English    Türkçe    فارسی   

6
2678-2702

  • Bu onun ayağına yapışmıştır. O, bunun kulağına. Bu, ona hayrandır, o, buna âşık.
  • Sevgilinin gönlünce herkes âşıktır, herkesi âşık görür o. Azra'nın gönlünde daima Vamık vardır.
  • Âşığın gönlünde de sevgiliden başka kimse yoktur. Onların aralarında ne az, ne çok fark edici bir şey olamaz, onları birbirinden ayıracak kimse bulunamaz. 2680
  • Bu iki çan bir devededir. Artık buraya “Az ziyaret et” sözü nasıl sığar?
  • Hiç kimse,kendisine “Beni az ziyaret et” der mi? Hiç kimse kendisine nöbetle zamanla dost olur mu?
  • Bu birlik aklın alacağı şey değildir. Bunu anlamak, insanın ölümüne bağlıdır.
  • Eğer bu, akılla anlaşılsaydı, insanın nefsini öldürmesi neden vacip olurdu ki?

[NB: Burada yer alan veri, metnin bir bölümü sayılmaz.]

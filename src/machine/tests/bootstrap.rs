//! `bootstrap_environment` tests.

use std::time::Duration;

use rstest::rstest;
use tokio::time::Instant;

use super::fixtures::{AssetTree, INSTALLER_BODY, MANIFEST_BODY, config, provisioner, with_instance};
use crate::channel::{ChannelError, DEFAULT_SSH_PORT, RemoteHost, RemoteOutput};
use crate::config::ProvisioningConfig;
use crate::gateway::InstanceStatus;
use crate::machine::{ProvisioningError, Stage, apply_command, install_command};
use crate::test_support::GatewayOp;

const ADDRESS: &str = "203.0.113.9";

#[test]
fn commands_run_from_the_login_home() {
    assert_eq!(
        install_command(),
        "cd; sudo chmod u+x install-puppet.sh; sudo ./install-puppet.sh; rm install-puppet.sh;"
    );
    assert_eq!(
        apply_command(),
        "cd; sudo puppet apply puppetfile.pp; rm puppetfile.pp;"
    );
}

fn ready_config(config: ProvisioningConfig, tree: &AssetTree) -> ProvisioningConfig {
    tree.apply(with_instance(config, "i-1"))
}

#[rstest]
#[tokio::test(start_paused = true)]
async fn installs_then_applies_the_manifest(config: ProvisioningConfig) {
    let tree = AssetTree::new();
    let (mut machine, gateway, channel) = provisioner(ready_config(config, &tree));
    gateway.script_status("i-1", &[InstanceStatus::Running]);
    gateway.set_public_address("i-1", ADDRESS);

    machine
        .bootstrap_environment()
        .await
        .unwrap_or_else(|err| panic!("bootstrap should succeed: {err}"));

    let host = RemoteHost {
        address: String::from(ADDRESS),
        port: DEFAULT_SSH_PORT,
    };
    let sent = channel.sent();
    assert_eq!(sent.len(), 2);
    assert!(sent.iter().all(|file| file.host == host));
    assert_eq!(sent.first().map(|file| file.remote_path.as_str()), Some("install-puppet.sh"));
    assert_eq!(sent.first().map(|file| file.contents.as_str()), Some(INSTALLER_BODY));
    assert_eq!(sent.get(1).map(|file| file.remote_path.as_str()), Some("puppetfile.pp"));
    assert_eq!(sent.get(1).map(|file| file.contents.as_str()), Some(MANIFEST_BODY));

    let commands: Vec<String> = channel
        .commands()
        .into_iter()
        .map(|ran| ran.command)
        .collect();
    assert_eq!(commands, vec![install_command(), apply_command()]);
    assert_eq!(machine.stage(), Stage::Bootstrapped);
    assert_eq!(tree.scratch_entries(), 0);
}

#[rstest]
#[tokio::test(start_paused = true)]
async fn reboot_poll_exhaustion_does_not_fail(config: ProvisioningConfig) {
    let tree = AssetTree::new();
    let (mut machine, gateway, channel) = provisioner(ready_config(config, &tree));
    gateway.script_status("i-1", &[InstanceStatus::Running, InstanceStatus::Stopped]);
    gateway.set_public_address("i-1", ADDRESS);
    let begin = Instant::now();

    machine
        .bootstrap_environment()
        .await
        .unwrap_or_else(|err| panic!("exhaustion is tolerated: {err}"));

    assert_eq!(gateway.count(GatewayOp::DescribeStatus), 1 + 10);
    assert_eq!(begin.elapsed(), Duration::from_secs(100));
    assert_eq!(channel.commands().len(), 2);
}

#[rstest]
#[tokio::test(start_paused = true)]
async fn reboot_poll_stops_once_running_again(config: ProvisioningConfig) {
    let tree = AssetTree::new();
    let (mut machine, gateway, _channel) = provisioner(ready_config(config, &tree));
    gateway.script_status(
        "i-1",
        &[
            InstanceStatus::Running,
            InstanceStatus::Stopped,
            InstanceStatus::Pending,
            InstanceStatus::Running,
        ],
    );
    gateway.set_public_address("i-1", ADDRESS);
    let begin = Instant::now();

    machine
        .bootstrap_environment()
        .await
        .unwrap_or_else(|err| panic!("bootstrap should succeed: {err}"));

    assert_eq!(begin.elapsed(), Duration::from_secs(30));
}

#[rstest]
#[tokio::test(start_paused = true)]
async fn reboot_poll_tolerates_status_failures(config: ProvisioningConfig) {
    let tree = AssetTree::new();
    let (mut machine, gateway, channel) = provisioner(ready_config(config, &tree));
    gateway.script_status("i-1", &[InstanceStatus::Running]);
    gateway.set_public_address("i-1", ADDRESS);
    machine
        .ensure_reachable()
        .await
        .unwrap_or_else(|err| panic!("reachable: {err}"));
    gateway.fail(GatewayOp::DescribeStatus);

    machine
        .bootstrap_environment()
        .await
        .unwrap_or_else(|err| panic!("status failures are tolerated: {err}"));

    assert_eq!(channel.sent().len(), 2);
}

#[rstest]
#[tokio::test(start_paused = true)]
async fn command_failures_are_logged_not_raised(config: ProvisioningConfig) {
    let tree = AssetTree::new();
    let (mut machine, gateway, channel) = provisioner(ready_config(config, &tree));
    gateway.script_status("i-1", &[InstanceStatus::Running]);
    gateway.set_public_address("i-1", ADDRESS);
    channel.push_command_result(Err(ChannelError::Execution {
        host: String::from(ADDRESS),
        message: String::from("connection reset"),
    }));
    channel.push_command_result(Ok(RemoteOutput {
        exit_code: Some(1),
        stdout: String::new(),
        stderr: String::from("Error: could not apply"),
    }));

    machine
        .bootstrap_environment()
        .await
        .unwrap_or_else(|err| panic!("command failures are tolerated: {err}"));

    assert_eq!(channel.commands().len(), 2);
    assert_eq!(machine.stage(), Stage::Bootstrapped);
}

#[rstest]
#[tokio::test(start_paused = true)]
async fn transfer_failures_abort(config: ProvisioningConfig) {
    let tree = AssetTree::new();
    let (mut machine, gateway, channel) = provisioner(ready_config(config, &tree));
    gateway.script_status("i-1", &[InstanceStatus::Running]);
    gateway.set_public_address("i-1", ADDRESS);
    channel.fail_transfers();

    let result = machine.bootstrap_environment().await;

    assert!(
        matches!(result, Err(ProvisioningError::Transfer(_))),
        "unexpected result: {result:?}"
    );
    assert!(channel.commands().is_empty());
    assert_eq!(machine.stage(), Stage::Reachable);
    assert_eq!(tree.scratch_entries(), 0);
}

#[rstest]
#[tokio::test(start_paused = true)]
async fn missing_assets_abort_before_any_transfer(config: ProvisioningConfig) {
    let tree = AssetTree::new();
    let mut unknown_os = ready_config(config, &tree);
    unknown_os.os_tag = String::from("haiku");
    let (mut machine, gateway, channel) = provisioner(unknown_os);
    gateway.script_status("i-1", &[InstanceStatus::Running]);
    gateway.set_public_address("i-1", ADDRESS);

    let result = machine.bootstrap_environment().await;

    assert!(
        matches!(result, Err(ProvisioningError::Asset(_))),
        "unexpected result: {result:?}"
    );
    assert!(channel.sent().is_empty());
}

#[rstest]
#[tokio::test(start_paused = true)]
async fn missing_address_is_an_error(config: ProvisioningConfig) {
    let tree = AssetTree::new();
    let (mut machine, gateway, channel) = provisioner(ready_config(config, &tree));
    gateway.script_status("i-1", &[InstanceStatus::Running]);

    let result = machine.bootstrap_environment().await;

    assert!(
        matches!(result, Err(ProvisioningError::NoAddress { .. })),
        "unexpected result: {result:?}"
    );
    assert!(channel.sent().is_empty());
}
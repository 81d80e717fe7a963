//! Bounded retry policies used by the provisioning waits.

use std::time::Duration;

use thiserror::Error;
use tokio::time::sleep;
use tokio_util::sync::CancellationToken;

/// Default number of status polls while waiting for an instance to boot.
pub const DEFAULT_BOOT_POLL_ATTEMPTS: u32 = 40;
/// Default delay between boot status polls, in seconds.
pub const DEFAULT_BOOT_POLL_INTERVAL_SECS: u64 = 10;
/// Default number of status polls after the bootstrap installer runs.
pub const DEFAULT_REBOOT_POLL_ATTEMPTS: u32 = 10;
/// Default delay between post-bootstrap status polls, in seconds.
pub const DEFAULT_REBOOT_POLL_INTERVAL_SECS: u64 = 10;
/// Default settle delay after an instance first reports `running`, in seconds.
pub const DEFAULT_SETTLE_DELAY_SECS: u64 = 60;

/// A bounded poll: at most `max_attempts` checks separated by `interval`.
#[derive(Clone, Copy, Debug, Eq, PartialEq)]
pub struct PollPolicy {
    /// Maximum number of checks performed before giving up.
    pub max_attempts: u32,
    /// Delay inserted between two consecutive checks.
    pub interval: Duration,
}

impl PollPolicy {
    /// Builds a poll policy.
    #[must_use]
    pub const fn new(max_attempts: u32, interval: Duration) -> Self {
        Self {
            max_attempts,
            interval,
        }
    }
}

/// Timing knobs for every wait performed by the provisioner.
#[derive(Clone, Copy, Debug, Eq, PartialEq)]
pub struct RetryPolicy {
    /// Poll used while an instance boots after a start request.
    pub boot: PollPolicy,
    /// Poll used while the bootstrap installer may reboot the instance.
    pub reboot: PollPolicy,
    /// Extra wait after the instance first reports `running`.
    pub settle_delay: Duration,
}

impl RetryPolicy {
    /// Replaces the boot poll.
    #[must_use]
    pub const fn with_boot(mut self, boot: PollPolicy) -> Self {
        self.boot = boot;
        self
    }

    /// Replaces the post-bootstrap reboot poll.
    #[must_use]
    pub const fn with_reboot(mut self, reboot: PollPolicy) -> Self {
        self.reboot = reboot;
        self
    }

    /// Replaces the settle delay.
    #[must_use]
    pub const fn with_settle_delay(mut self, settle_delay: Duration) -> Self {
        self.settle_delay = settle_delay;
        self
    }
}

impl Default for RetryPolicy {
    fn default() -> Self {
        Self {
            boot: PollPolicy::new(
                DEFAULT_BOOT_POLL_ATTEMPTS,
                Duration::from_secs(DEFAULT_BOOT_POLL_INTERVAL_SECS),
            ),
            reboot: PollPolicy::new(
                DEFAULT_REBOOT_POLL_ATTEMPTS,
                Duration::from_secs(DEFAULT_REBOOT_POLL_INTERVAL_SECS),
            ),
            settle_delay: Duration::from_secs(DEFAULT_SETTLE_DELAY_SECS),
        }
    }
}

/// Raised when a wait is interrupted by its cancellation token.
#[derive(Clone, Copy, Debug, Error, Eq, PartialEq)]
#[error("operation cancelled")]
pub struct Cancelled;

/// Sleeps for `duration` unless `cancel` fires first.
///
/// The token is checked before sleeping so an already-cancelled session
/// never starts a new wait.
///
/// # Errors
///
/// Returns [`Cancelled`] when the token is or becomes cancelled.
pub async fn pause(duration: Duration, cancel: &CancellationToken) -> Result<(), Cancelled> {
    if cancel.is_cancelled() {
        return Err(Cancelled);
    }
    tokio::select! {
        () = cancel.cancelled() => Err(Cancelled),
        () = sleep(duration) => Ok(()),
    }
}
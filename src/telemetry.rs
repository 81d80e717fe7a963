//! Verbosity selection and tracing subscriber installation.

use std::fmt;

use tracing_subscriber::EnvFilter;
use tracing_subscriber::fmt as fmt_layer;
use tracing_subscriber::prelude::*;

/// How much progress output the provisioner emits.
#[derive(Clone, Copy, Debug, Default, Eq, Ord, PartialEq, PartialOrd)]
pub enum Verbosity {
    /// Warnings and errors only.
    Quiet,
    /// Progress for every transition.
    #[default]
    Info,
    /// Progress plus poll attempts and captured remote output.
    Debug,
}

impl Verbosity {
    /// Picks a verbosity from the CLI's `--quiet` / `--verbose` switches.
    ///
    /// `--quiet` wins when both are set.
    #[must_use]
    pub const fn from_flags(quiet: bool, verbose: bool) -> Self {
        match (quiet, verbose) {
            (true, _) => Self::Quiet,
            (false, true) => Self::Debug,
            (false, false) => Self::Info,
        }
    }

    /// Returns `true` when captured remote output should be logged.
    #[must_use]
    pub const fn shows_output(self) -> bool {
        matches!(self, Self::Debug)
    }

    /// Tracing level directive for this verbosity.
    #[must_use]
    pub const fn level(self) -> &'static str {
        match self {
            Self::Quiet => "warn",
            Self::Info => "info",
            Self::Debug => "debug",
        }
    }

    /// Default filter directive when `RUST_LOG` is unset.
    #[must_use]
    pub fn directive(self) -> String {
        format!("bosun={}", self.level())
    }
}

impl fmt::Display for Verbosity {
    fn fmt(&self, f: &mut fmt::Formatter<'_>) -> fmt::Result {
        f.write_str(self.level())
    }
}

/// Installs the global subscriber, writing to stderr.
///
/// `RUST_LOG` takes precedence over `verbosity`. Returns `false` when a
/// subscriber was already installed.
#[must_use]
pub fn init(verbosity: Verbosity) -> bool {
    let filter =
        EnvFilter::try_from_default_env().unwrap_or_else(|_| EnvFilter::new(verbosity.directive()));
    tracing_subscriber::registry()
        .with(filter)
        .with(
            fmt_layer::layer()
                .with_target(false)
                .with_writer(std::io::stderr),
        )
        .try_init()
        .is_ok()
}
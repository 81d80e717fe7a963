//! Tests for remote command execution over SSH.

use super::super::*;
use std::ffi::OsString;
use crate::test_support::ScriptedRunner;
use rstest::rstest;

use super::fixtures::{base_config, host};

fn arg_strings(args: &[OsString]) -> Vec<String> {
    args.iter()
        .map(|arg| arg.to_string_lossy().into_owned())
        .collect()
}

#[rstest]
fn ssh_args_include_port_identity_and_target(base_config: ChannelConfig, host: RemoteHost) {
    let channel = SshChannel::new(base_config, "deploy", ScriptedRunner::new())
        .unwrap_or_else(|err| panic!("config should validate: {err}"));

    let args = arg_strings(&channel.build_ssh_args(&host, "uptime"));

    assert_eq!(
        args,
        vec![
            "-p",
            "2222",
            "-i",
            "/keys/deploy.pem",
            "-o",
            "ConnectTimeout=10",
            "-o",
            "BatchMode=yes",
            "-o",
            "StrictHostKeyChecking=no",
            "-o",
            "UserKnownHostsFile=/dev/null",
            "ubuntu@203.0.113.10",
            "uptime",
        ]
    );
}

#[rstest]
fn identity_defaults_to_keypair_pem(base_config: ChannelConfig) {
    let home = std::env::var("HOME").unwrap_or_else(|err| panic!("HOME should be set: {err}"));
    let cfg = ChannelConfig {
        ssh_identity_file: None,
        ..base_config
    };

    let channel = SshChannel::new(cfg, "deploy", ScriptedRunner::new())
        .unwrap_or_else(|err| panic!("config should validate: {err}"));

    assert_eq!(channel.identity_file(), format!("{home}/.ssh/deploy.pem"));
}

#[rstest]
fn strict_host_checking_omits_override(base_config: ChannelConfig, host: RemoteHost) {
    let cfg = ChannelConfig {
        ssh_strict_host_key_checking: true,
        ssh_batch_mode: false,
        ..base_config
    };
    let channel = SshChannel::new(cfg, "deploy", ScriptedRunner::new())
        .unwrap_or_else(|err| panic!("config should validate: {err}"));

    let args = arg_strings(&channel.build_ssh_args(&host, "true"));

    assert!(
        !args.iter().any(|arg| arg.starts_with("StrictHostKeyChecking")),
        "unexpected override: {args:?}"
    );
    assert!(
        !args.iter().any(|arg| arg == "BatchMode=yes"),
        "unexpected batch mode: {args:?}"
    );
}

#[rstest]
fn run_command_returns_non_zero_exit_without_error(base_config: ChannelConfig, host: RemoteHost) {
    let runner = ScriptedRunner::new();
    runner.push_output(Some(3), "partial", "warning: something");
    let channel = SshChannel::new(base_config, "deploy", runner.clone())
        .unwrap_or_else(|err| panic!("config should validate: {err}"));

    let output = channel
        .run_command(&host, "sudo puppet apply puppetfile.pp")
        .unwrap_or_else(|err| panic!("non-zero exit should not error: {err}"));

    assert_eq!(output.exit_code, Some(3));
    assert_eq!(output.combined(), "partial\nwarning: something");
    let invocations = runner.invocations();
    let invocation = invocations
        .first()
        .unwrap_or_else(|| panic!("ssh should have been invoked"));
    assert_eq!(invocation.program, "ssh");
    assert!(
        invocation
            .command_string()
            .ends_with("ubuntu@203.0.113.10 sudo puppet apply puppetfile.pp"),
        "unexpected command: {}",
        invocation.command_string()
    );
}

#[rstest]
fn run_command_reports_connection_failure(base_config: ChannelConfig, host: RemoteHost) {
    let runner = ScriptedRunner::new();
    runner.push_output(Some(255), "", "ssh: connect to host 203.0.113.10: timed out\n");
    let channel = SshChannel::new(base_config, "deploy", runner)
        .unwrap_or_else(|err| panic!("config should validate: {err}"));

    let err = channel
        .run_command(&host, "uptime")
        .expect_err("connection failure should error");

    assert_eq!(
        err,
        ChannelError::Execution {
            host: String::from("203.0.113.10"),
            message: String::from("ssh: connect to host 203.0.113.10: timed out"),
        }
    );
}

#[rstest]
fn run_command_maps_spawn_failure_to_execution(base_config: ChannelConfig, host: RemoteHost) {
    let channel = SshChannel::new(base_config, "deploy", ScriptedRunner::new())
        .unwrap_or_else(|err| panic!("config should validate: {err}"));

    let err = channel
        .run_command(&host, "uptime")
        .expect_err("missing scripted response should error");

    assert!(
        matches!(err, ChannelError::Execution { .. }),
        "unexpected error: {err}"
    );
}

#[rstest]
fn new_rejects_blank_ssh_user(base_config: ChannelConfig) {
    let cfg = ChannelConfig {
        ssh_user: String::from("  "),
        ..base_config
    };

    let err = SshChannel::new(cfg, "deploy", ScriptedRunner::new())
        .expect_err("blank user should be rejected");

    assert_eq!(
        err.to_string(),
        "missing ssh_user: set BOSUN_SSH_SSH_USER or add ssh_user to bosun.toml"
    );
}

#[rstest]
fn new_requires_identity_or_keypair(base_config: ChannelConfig) {
    let cfg = ChannelConfig {
        ssh_identity_file: None,
        ..base_config
    };

    let err = SshChannel::new(cfg, " ", ScriptedRunner::new())
        .expect_err("no identity should be rejected");

    assert_eq!(
        err,
        ChannelError::InvalidConfig {
            field: String::from("ssh_identity_file"),
        }
    );
}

  • Akıllar padişahı, bu kadar merhametliyken nasıl olur da zaruretsiz olarak insana “Kendini öldür” der? 2685
  • Farenin, kurbağaya pek çok yalvarması ve arada bir vasıta bulmak için sızlanması
  • Fare dedi ki: Ey merhametli, sevgili dost, ben seni görmedikçe bir an bile karar edemiyorum.
  • Gündüzün nurum, kazancım, ışığım sensin; geceleyin kararım, neşem, uykum sen.
  • Beni sevindir, vakitli vakitsiz kerem eder anarsın lûtfedersin.
  • Ey iyiliğimi isteyen, buluşmak için yirmi dört saatte bir kuşluk çağını tâyin ettin.
  • Fakat ciğerim yanıyor, beş yüz kere susuzum, her susuzluğumda bir öküz açlığı var âdeta. 2690
  • Benim derdimden haberin bile yok. Mevkiinin zekâtını ver de bu yoksula bir bak.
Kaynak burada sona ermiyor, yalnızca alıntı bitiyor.